**Assigned task**
Lines with the word "match" are the answer; copy each of them from the data below.

**Collected data entries**
+++

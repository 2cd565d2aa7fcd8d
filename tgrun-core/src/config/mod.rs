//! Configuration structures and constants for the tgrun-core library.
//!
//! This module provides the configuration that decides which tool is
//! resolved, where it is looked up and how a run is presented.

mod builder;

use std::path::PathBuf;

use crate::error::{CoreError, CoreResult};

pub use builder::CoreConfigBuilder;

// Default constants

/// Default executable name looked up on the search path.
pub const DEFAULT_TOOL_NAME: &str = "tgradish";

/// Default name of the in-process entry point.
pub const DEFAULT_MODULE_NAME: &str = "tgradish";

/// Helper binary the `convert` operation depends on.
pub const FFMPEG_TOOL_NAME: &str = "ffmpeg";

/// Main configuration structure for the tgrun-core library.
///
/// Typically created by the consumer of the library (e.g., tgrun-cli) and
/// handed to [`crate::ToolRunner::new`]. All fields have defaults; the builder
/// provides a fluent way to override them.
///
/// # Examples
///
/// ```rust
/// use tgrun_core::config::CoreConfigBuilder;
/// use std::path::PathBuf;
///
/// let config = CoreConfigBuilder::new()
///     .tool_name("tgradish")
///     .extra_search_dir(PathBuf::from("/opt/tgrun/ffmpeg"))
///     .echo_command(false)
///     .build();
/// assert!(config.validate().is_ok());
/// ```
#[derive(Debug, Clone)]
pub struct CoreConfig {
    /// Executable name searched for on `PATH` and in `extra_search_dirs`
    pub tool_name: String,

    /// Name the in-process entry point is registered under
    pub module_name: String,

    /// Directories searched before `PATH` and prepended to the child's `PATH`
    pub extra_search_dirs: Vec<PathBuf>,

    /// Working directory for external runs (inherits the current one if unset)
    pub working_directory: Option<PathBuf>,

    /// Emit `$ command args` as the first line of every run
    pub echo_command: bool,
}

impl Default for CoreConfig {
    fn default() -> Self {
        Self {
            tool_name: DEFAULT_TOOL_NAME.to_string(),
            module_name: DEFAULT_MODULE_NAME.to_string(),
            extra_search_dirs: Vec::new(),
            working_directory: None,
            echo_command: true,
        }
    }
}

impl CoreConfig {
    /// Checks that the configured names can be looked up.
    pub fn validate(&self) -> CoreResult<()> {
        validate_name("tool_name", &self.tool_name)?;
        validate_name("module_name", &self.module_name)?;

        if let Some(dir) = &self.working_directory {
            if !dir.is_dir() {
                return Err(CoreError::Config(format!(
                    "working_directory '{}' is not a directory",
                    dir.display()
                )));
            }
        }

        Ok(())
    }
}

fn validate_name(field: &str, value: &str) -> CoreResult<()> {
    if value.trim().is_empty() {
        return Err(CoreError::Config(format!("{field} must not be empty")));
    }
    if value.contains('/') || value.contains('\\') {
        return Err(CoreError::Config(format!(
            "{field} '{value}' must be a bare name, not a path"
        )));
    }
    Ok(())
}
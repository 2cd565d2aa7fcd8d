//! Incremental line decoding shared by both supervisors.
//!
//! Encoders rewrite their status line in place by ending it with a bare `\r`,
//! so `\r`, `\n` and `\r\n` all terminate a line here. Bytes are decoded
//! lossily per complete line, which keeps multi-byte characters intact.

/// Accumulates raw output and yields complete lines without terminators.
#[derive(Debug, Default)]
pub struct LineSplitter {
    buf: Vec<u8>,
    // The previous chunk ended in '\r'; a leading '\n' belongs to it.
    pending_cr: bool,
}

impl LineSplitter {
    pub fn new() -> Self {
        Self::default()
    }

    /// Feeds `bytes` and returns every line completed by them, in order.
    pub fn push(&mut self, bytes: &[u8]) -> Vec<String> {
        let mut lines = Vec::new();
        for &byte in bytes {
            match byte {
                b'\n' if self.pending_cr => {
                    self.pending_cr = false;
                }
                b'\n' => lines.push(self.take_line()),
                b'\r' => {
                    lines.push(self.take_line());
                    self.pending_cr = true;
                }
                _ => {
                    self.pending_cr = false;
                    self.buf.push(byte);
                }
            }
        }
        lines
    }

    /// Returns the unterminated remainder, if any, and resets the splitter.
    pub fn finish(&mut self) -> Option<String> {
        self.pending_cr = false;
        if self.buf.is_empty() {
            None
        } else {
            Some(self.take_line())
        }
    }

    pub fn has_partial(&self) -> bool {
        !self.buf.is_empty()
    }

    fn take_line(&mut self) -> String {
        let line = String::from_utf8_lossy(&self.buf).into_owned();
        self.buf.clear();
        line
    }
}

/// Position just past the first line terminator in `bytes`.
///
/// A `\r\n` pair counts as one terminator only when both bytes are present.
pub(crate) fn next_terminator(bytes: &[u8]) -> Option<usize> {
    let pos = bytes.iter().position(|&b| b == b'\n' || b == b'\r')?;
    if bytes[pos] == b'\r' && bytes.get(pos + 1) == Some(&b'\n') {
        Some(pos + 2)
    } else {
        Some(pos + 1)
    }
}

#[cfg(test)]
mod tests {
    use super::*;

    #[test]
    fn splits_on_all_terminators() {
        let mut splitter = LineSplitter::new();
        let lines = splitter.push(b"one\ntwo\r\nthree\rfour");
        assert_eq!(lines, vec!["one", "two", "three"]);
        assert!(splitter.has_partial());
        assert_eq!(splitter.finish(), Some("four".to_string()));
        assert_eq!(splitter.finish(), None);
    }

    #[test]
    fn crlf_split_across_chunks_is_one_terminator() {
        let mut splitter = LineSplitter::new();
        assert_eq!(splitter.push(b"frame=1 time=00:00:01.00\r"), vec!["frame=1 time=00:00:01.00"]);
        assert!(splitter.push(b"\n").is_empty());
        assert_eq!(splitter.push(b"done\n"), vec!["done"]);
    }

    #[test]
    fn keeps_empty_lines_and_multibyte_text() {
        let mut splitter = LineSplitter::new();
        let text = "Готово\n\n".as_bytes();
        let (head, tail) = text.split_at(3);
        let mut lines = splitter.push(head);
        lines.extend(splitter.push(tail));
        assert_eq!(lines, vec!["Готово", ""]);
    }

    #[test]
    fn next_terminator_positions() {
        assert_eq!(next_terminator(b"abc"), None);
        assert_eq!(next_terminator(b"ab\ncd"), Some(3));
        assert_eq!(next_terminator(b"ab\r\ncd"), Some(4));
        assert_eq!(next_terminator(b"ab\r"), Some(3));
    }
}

+++

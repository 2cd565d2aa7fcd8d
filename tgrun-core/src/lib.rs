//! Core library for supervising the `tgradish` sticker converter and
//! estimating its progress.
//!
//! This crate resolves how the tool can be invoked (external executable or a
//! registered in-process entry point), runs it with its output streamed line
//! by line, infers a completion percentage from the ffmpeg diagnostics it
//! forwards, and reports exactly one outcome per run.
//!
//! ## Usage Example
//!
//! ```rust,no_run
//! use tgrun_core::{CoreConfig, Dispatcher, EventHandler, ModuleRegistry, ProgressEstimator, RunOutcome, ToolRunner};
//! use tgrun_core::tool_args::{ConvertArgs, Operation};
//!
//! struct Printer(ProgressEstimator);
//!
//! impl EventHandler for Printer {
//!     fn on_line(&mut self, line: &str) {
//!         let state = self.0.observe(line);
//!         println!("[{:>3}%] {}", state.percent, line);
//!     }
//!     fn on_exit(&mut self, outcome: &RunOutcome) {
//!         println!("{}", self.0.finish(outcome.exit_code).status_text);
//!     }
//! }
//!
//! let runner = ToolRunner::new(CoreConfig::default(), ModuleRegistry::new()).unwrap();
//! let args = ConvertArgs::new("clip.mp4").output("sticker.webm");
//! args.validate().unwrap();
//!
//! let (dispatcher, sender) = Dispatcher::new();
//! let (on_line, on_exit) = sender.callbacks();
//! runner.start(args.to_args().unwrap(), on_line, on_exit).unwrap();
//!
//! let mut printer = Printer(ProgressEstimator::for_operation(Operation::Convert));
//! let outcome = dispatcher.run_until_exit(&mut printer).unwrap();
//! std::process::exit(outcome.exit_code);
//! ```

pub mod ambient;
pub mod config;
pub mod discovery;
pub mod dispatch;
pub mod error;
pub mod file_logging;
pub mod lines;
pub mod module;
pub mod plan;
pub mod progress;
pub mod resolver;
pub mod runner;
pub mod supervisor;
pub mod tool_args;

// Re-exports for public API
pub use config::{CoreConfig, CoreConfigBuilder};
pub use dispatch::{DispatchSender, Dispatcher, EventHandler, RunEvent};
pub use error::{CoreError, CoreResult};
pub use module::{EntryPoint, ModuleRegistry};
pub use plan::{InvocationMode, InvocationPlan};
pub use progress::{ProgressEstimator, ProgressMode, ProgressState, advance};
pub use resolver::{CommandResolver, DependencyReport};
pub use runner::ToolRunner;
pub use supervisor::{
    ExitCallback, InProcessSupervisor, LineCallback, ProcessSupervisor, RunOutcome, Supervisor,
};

+++

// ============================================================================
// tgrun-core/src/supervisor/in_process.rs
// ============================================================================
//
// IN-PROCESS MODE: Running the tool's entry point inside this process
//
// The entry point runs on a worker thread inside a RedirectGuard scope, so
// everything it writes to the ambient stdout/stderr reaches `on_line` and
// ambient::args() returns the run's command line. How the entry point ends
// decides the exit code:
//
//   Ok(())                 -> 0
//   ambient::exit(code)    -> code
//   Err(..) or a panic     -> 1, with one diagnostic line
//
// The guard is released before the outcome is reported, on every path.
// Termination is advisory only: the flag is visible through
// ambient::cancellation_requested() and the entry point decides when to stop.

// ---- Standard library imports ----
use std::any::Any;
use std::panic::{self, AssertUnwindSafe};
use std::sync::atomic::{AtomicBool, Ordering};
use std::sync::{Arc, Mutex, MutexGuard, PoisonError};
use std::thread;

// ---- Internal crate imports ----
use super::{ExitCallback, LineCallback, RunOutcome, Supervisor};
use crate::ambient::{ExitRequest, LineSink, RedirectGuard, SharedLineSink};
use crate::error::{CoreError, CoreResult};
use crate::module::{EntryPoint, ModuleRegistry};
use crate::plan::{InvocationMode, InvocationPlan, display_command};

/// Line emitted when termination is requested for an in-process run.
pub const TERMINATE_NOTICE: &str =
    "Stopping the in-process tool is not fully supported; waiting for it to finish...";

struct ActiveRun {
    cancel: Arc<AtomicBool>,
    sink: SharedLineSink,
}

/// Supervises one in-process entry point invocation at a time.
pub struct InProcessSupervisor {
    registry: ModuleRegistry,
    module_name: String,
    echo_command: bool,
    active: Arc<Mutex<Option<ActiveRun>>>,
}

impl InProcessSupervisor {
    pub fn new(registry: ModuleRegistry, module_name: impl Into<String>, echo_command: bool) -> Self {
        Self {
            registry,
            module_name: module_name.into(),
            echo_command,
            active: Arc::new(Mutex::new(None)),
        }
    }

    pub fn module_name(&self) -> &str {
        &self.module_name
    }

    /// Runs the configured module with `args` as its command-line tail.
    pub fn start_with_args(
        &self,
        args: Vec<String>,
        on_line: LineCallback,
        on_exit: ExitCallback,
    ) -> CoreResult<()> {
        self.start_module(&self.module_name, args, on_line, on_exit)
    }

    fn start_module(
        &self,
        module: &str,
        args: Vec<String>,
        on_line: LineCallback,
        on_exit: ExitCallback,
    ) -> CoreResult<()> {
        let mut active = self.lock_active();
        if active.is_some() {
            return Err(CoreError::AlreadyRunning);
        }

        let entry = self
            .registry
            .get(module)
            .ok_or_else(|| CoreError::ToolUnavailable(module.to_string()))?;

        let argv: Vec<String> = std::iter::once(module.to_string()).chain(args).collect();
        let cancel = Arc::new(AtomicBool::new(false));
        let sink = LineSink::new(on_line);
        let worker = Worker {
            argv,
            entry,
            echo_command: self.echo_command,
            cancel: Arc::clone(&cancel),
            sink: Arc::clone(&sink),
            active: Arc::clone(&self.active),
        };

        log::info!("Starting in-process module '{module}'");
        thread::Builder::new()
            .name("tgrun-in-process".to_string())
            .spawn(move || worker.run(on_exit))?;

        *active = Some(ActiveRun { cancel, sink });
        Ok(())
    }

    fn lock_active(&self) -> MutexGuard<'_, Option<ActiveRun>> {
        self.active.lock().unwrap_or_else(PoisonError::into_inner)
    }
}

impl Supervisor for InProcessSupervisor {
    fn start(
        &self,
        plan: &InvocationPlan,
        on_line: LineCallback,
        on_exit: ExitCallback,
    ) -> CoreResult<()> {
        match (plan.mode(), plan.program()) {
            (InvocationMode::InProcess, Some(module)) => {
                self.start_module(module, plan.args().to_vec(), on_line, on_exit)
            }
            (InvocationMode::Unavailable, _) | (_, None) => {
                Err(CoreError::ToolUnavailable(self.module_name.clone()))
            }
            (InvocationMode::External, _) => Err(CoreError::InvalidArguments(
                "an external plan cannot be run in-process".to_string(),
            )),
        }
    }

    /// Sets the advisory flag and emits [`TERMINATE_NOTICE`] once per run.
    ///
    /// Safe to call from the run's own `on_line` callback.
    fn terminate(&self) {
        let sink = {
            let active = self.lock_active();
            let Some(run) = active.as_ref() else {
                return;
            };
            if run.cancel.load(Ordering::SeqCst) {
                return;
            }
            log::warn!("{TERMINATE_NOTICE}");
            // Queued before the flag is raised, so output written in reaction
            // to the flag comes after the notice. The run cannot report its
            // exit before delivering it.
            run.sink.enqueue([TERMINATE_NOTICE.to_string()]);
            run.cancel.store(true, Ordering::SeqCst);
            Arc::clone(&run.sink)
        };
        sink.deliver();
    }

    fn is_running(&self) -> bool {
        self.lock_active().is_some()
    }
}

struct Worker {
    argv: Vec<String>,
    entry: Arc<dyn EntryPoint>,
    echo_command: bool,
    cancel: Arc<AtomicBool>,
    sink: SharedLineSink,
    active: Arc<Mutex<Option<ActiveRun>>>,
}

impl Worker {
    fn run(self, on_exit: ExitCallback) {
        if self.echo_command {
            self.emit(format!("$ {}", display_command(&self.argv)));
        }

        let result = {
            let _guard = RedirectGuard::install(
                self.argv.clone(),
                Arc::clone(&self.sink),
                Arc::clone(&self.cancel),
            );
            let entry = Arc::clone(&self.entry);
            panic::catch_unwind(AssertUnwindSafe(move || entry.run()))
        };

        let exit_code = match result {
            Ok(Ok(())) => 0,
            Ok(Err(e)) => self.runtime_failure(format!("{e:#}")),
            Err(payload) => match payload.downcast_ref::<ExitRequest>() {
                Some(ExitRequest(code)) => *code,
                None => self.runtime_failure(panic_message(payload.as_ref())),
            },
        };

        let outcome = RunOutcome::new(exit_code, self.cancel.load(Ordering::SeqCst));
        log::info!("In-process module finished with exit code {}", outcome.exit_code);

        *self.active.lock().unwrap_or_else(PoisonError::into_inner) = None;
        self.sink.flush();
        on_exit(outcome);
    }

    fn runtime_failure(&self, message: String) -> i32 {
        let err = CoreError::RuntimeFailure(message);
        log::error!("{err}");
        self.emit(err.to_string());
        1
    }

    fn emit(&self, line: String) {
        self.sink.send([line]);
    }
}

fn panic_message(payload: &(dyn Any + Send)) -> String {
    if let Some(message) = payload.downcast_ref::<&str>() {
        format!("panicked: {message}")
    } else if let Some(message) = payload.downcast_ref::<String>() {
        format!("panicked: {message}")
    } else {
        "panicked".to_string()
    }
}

+++

**Solution for this exercise**
            match byte {
        match (plan.mode(), plan.program()) {
        let exit_code = match result {
            Err(payload) => match payload.downcast_ref::<ExitRequest>() {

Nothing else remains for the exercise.